Plies and tour jetes are not recommended in the environ of the Drunken Film Fest, a showcase for independent documentaries, narratives, music videos and more that will also comprise a six-night pub crawl through some of Oakland’s finest watering holes. With emphasis on short works from around the globe, there will be plenty of variety each evening to hold your increasingly inebriated attention, as well as juried prizes given in categories such as Animation and Avant-Garde. What’s more, it’s all free—the movies, that is. The drinks are on you. Sun/7-Fri/12. www.drunkenfilmfest.com/oakland

SATJAJIT RAY: INTIMATE UNIVERSES
Indian cinema was scarcely a blip on the radar of even the most devoted world cinema buff before the arrival of Ray’s 1955 debut feature Panther Panchali. It and the two subsequent entries in the “Apu Trilogy” made him one of the most famous filmmakers working outside the English language, and opened Western eyes to the intricacies of Indian life, unmediated by a colonialist or other outsider’s sensibility. 

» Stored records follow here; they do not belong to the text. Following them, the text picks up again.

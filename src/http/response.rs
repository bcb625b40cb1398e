use bytes::{Bytes, BytesMut};
use indexmap::IndexMap;
use std::string::FromUtf8Error;
use time::macros::format_description;
use time::{OffsetDateTime, UtcOffset};

use crate::http::cookie::Cookie;
use crate::http::status::{UnknownStatusCode, status_line};

/// Value of the `Server` field on every response.
pub const SERVER_NAME: &str = "BOX/0.1";

/// Content type used for the bodies the server synthesises itself.
pub const PLAIN_TEXT: &str = "text/plain; encoding=utf-8";

const HTTP_VERSION: &str = "HTTP/1.1";

/// Formats a timestamp the way HTTP dates are written,
/// e.g. `Sun, 06 Nov 1994 08:49:37 GMT`.
pub fn format_http_date(at: OffsetDateTime) -> String {
    let format = format_description!(
        "[weekday repr:short], [day] [month repr:short] [year] [hour]:[minute]:[second] GMT"
    );
    at.to_offset(UtcOffset::UTC)
        .format(&format)
        .unwrap_or_default()
}

/// Status and header fields of a response.
///
/// Fields keep the order they were first set in. The status lives in the
/// `Status` field and is also what the status line is built from.
#[derive(Debug, Clone)]
pub struct ResponseHeader {
    fields: IndexMap<String, String>,
    cookies: Vec<Cookie>,
}

impl Default for ResponseHeader {
    fn default() -> Self {
        Self::new()
    }
}

impl ResponseHeader {
    /// Creates a header advertising [`SERVER_NAME`] with status `200 OK`.
    pub fn new() -> Self {
        let mut fields = IndexMap::new();
        fields.insert("Server".to_string(), SERVER_NAME.to_string());
        fields.insert("Status".to_string(), "200 OK".to_string());

        Self {
            fields,
            cookies: Vec::new(),
        }
    }

    /// Adds or replaces a header field. A replaced field keeps its position.
    pub fn set_field(&mut self, name: impl Into<String>, value: impl Into<String>) {
        self.fields.insert(name.into(), value.into());
    }

    pub fn field(&self, name: &str) -> Option<&str> {
        self.fields.get(name).map(|v| v.as_str())
    }

    pub fn fields(&self) -> impl Iterator<Item = (&str, &str)> {
        self.fields.iter().map(|(k, v)| (k.as_str(), v.as_str()))
    }

    /// Sets the status from the code table.
    ///
    /// Fails for codes the table does not know; the status is left unchanged.
    pub fn set_status(&mut self, code: u16) -> Result<(), UnknownStatusCode> {
        let line = status_line(code)?;
        self.set_status_line(line);
        Ok(())
    }

    /// Sets an already formatted `"<code> <reason>"` status.
    pub fn set_status_line(&mut self, line: impl Into<String>) {
        self.set_field("Status", line);
    }

    pub fn status(&self) -> &str {
        self.field("Status").unwrap_or_default()
    }

    pub fn set_content_type(&mut self, content_type: impl Into<String>) {
        self.set_field("Content-Type", content_type);
    }

    pub fn content_type(&self) -> Option<&str> {
        self.field("Content-Type")
    }

    pub(crate) fn set_content_length(&mut self, length: usize) {
        self.set_field("Content-Length", length.to_string());
    }

    pub fn content_length(&self) -> Option<usize> {
        self.field("Content-Length").and_then(|v| v.parse().ok())
    }

    pub fn set_connection(&mut self, value: impl Into<String>) {
        self.set_field("Connection", value);
    }

    pub fn connection(&self) -> Option<&str> {
        self.field("Connection")
    }

    pub fn set_location(&mut self, location: impl Into<String>) {
        self.set_field("Location", location);
    }

    pub fn location(&self) -> Option<&str> {
        self.field("Location")
    }

    /// The date and time the message was sent.
    pub fn set_date(&mut self, at: OffsetDateTime) {
        self.set_field("Date", format_http_date(at));
    }

    /// The date and time the resource expires.
    pub fn set_expires(&mut self, at: OffsetDateTime) {
        self.set_field("Expires", format_http_date(at));
    }

    /// Asks the client to reload `url` after `seconds`.
    pub fn set_refresh(&mut self, seconds: u32, url: &str) {
        self.set_field("Refresh", format!("{}; url={}", seconds, url));
    }

    /// Marks the response as a file download.
    pub fn mark_as_download(&mut self, filename: &str) {
        self.set_field(
            "Content-Disposition",
            format!("attachment; filename={}", filename),
        );
    }

    pub fn add_cookie(&mut self, cookie: Cookie) {
        self.cookies.push(cookie);
    }

    pub fn cookies(&self) -> &[Cookie] {
        &self.cookies
    }

    /// Serializes the status line, every field, then one `Set-Cookie` line
    /// per cookie. Lines end in `\n`; the blank separator line is not included.
    pub fn to_http_header(&self) -> String {
        let mut out = format!("{} {}\n", HTTP_VERSION, self.status());

        for (name, value) in &self.fields {
            out.push_str(&format!("{}: {}\n", name, value));
        }

        for cookie in &self.cookies {
            out.push_str(&format!("Set-Cookie: {}\n", cookie.to_header_value()));
        }

        out
    }
}

/// A response under construction.
///
/// `Content-Length` is added by the first write or clear and from then on
/// always matches the number of body bytes.
#[derive(Debug, Clone)]
pub struct Response {
    header: ResponseHeader,
    content: BytesMut,
}

impl Default for Response {
    fn default() -> Self {
        Self::new()
    }
}

impl Response {
    /// An empty `200 OK` response carrying only the `Server` and `Status` fields.
    pub fn new() -> Self {
        Self {
            header: ResponseHeader::new(),
            content: BytesMut::new(),
        }
    }

    /// A `501 Not Implemented` response with a plain-text body.
    pub fn not_implemented() -> Self {
        Self::plain_error("501 Not Implemented")
    }

    /// A `400 Bad Request` response with a plain-text body.
    pub fn bad_request() -> Self {
        Self::plain_error("400 Bad Request")
    }

    fn plain_error(status: &str) -> Self {
        let mut response = Self::new();
        response.header.set_status_line(status);
        response.header.set_content_type(PLAIN_TEXT);
        response.write(format!("{}\n", status));
        response
    }

    pub fn header(&self) -> &ResponseHeader {
        &self.header
    }

    pub fn header_mut(&mut self) -> &mut ResponseHeader {
        &mut self.header
    }

    /// Shorthand for [`ResponseHeader::set_status`].
    pub fn set_status(&mut self, code: u16) -> Result<(), UnknownStatusCode> {
        self.header.set_status(code)
    }

    /// Appends text or bytes to the body.
    pub fn write(&mut self, data: impl AsRef<[u8]>) {
        self.content.extend_from_slice(data.as_ref());
        self.header.set_content_length(self.content.len());
    }

    /// Drops the body written so far.
    pub fn clear_content(&mut self) {
        self.content.clear();
        self.header.set_content_length(0);
    }

    pub fn content(&self) -> &[u8] {
        &self.content
    }

    /// Header text followed by the blank separator line.
    pub fn get_header_bytes(&self) -> Vec<u8> {
        let mut header = self.header.to_http_header();
        header.push('\n');
        header.into_bytes()
    }

    /// The full wire representation: header bytes, then body bytes.
    pub fn get_bytes(&self) -> Bytes {
        let header = self.get_header_bytes();
        let mut buf = BytesMut::with_capacity(header.len() + self.content.len());
        buf.extend_from_slice(&header);
        buf.extend_from_slice(&self.content);
        buf.freeze()
    }

    /// The full response as text. Fails if the body is not valid UTF-8.
    pub fn to_text(&self) -> Result<String, FromUtf8Error> {
        String::from_utf8(self.get_bytes().to_vec())
    }
}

The very first SF International Film Fest in 1957 included Panther Panchali, the beginning of a long association between festival and director. So it’s natural that SFFilm’s 7th “Modern Cinema” season at SFMOMA should be a tribute to this great screen humanist. The program will include fifteen recently restored Ray features (not excluding an “Apu” marathon), plus a smattering of films by directors who inspired him, and were inspired by him—a roster that ranges from Renoir and De Sica to Kiarostami, Scorcese, Kiewlowski, James Ivory, Mira Nair and Wes Anderson. Thurs/4-Sun/21, SFMOMA. More info here

ANTONIO LOPEZ, QUEERCORE, M.I.A.
Three new documentaries opening this Friday look at distinctive artists and artistic scenes that shook up the creative landscape. James Crump’s Antonio Lopez 1970: Sex, Fashion & Disco charts the high-flying, too-brief career of a star fashion illustrator as influential as many of the designers he enshrined, and models (including Jane Forth, Patti D’Urbanville, Jessica Lange, Grace Jones and Jerry Hall) he discovered. A magnetic personality and sexual omnivore, Lopez personified the joyous freedoms of the 60s and 70s—and like many of them, he expired during the AIDS epidemic of the 80s. Opera Plaza, Shattuck Cinemas. More info here

Yony Leyser’s Queercore: How to Punk A Revolution trains focus on LGBTQ artists in every genre who used punk aesthetics and strategies to rebel—not just against mainstream society, but against perceived conformism in gay culture. While there’s much attention given to the Toronto scene spearheaded by filmmaker Bruce La Bruce and artist G.B. Jones, there are numerous other voices heard from here, including such San Francisco-bred acts as Lynn Breedlove of Tribe 8, Pansy Division’s Jon Ginoli, and Justin Vivian Bond. Roxie. More info here

Also at the Roxie is Steve Loveridge’s Sundance award winner Matangi/Maya/M.I.A., which profiles the hugely successful international rapper-singer with a Sri Lankan Tamil heritage—something her art has often addressed, as her family are refugees from that country’s civil war. Asked why she’s a “problematic pop star” who can’t just “shut up and get a hit,” branded in some quarters (notably the New York Times) as a dilettante and tool for combining confrontative political messaging with that stardom, she says it’s just her nature—given a podium, she can’t ignore genocide simply because it might discomfort a mass audience. This may not be a particularly even-handed portrait, but it’s still a complex one that will be welcomed by fans, and has substance enough to intrigue even those oblivious to or indifferent towards M.I.A.’s musical career. Roxie. More info here

FU: FILMMAKERS UNITE
Local luminaries Jay Rosenblatt and Ellen Bruno “put out a call to over 200 of their fellow artists,” asking for short films responding to any aspect of life and politics in the Trump era. This resulting program of 13 works, totaling about 80 minutes, runs a gamut both stylistically (it encompasses documentary, narrative, animation, collage and more) and in themes. Nonfiction pieces include a sketch of editorial cartoonist Mr. Fish, a tour of ruins once intended to be the gracious HQ of American Nazis in Los Angeles, and a portrait of two adult brothers whose broken relationship has come to define the “divisiveness” of our political climate. 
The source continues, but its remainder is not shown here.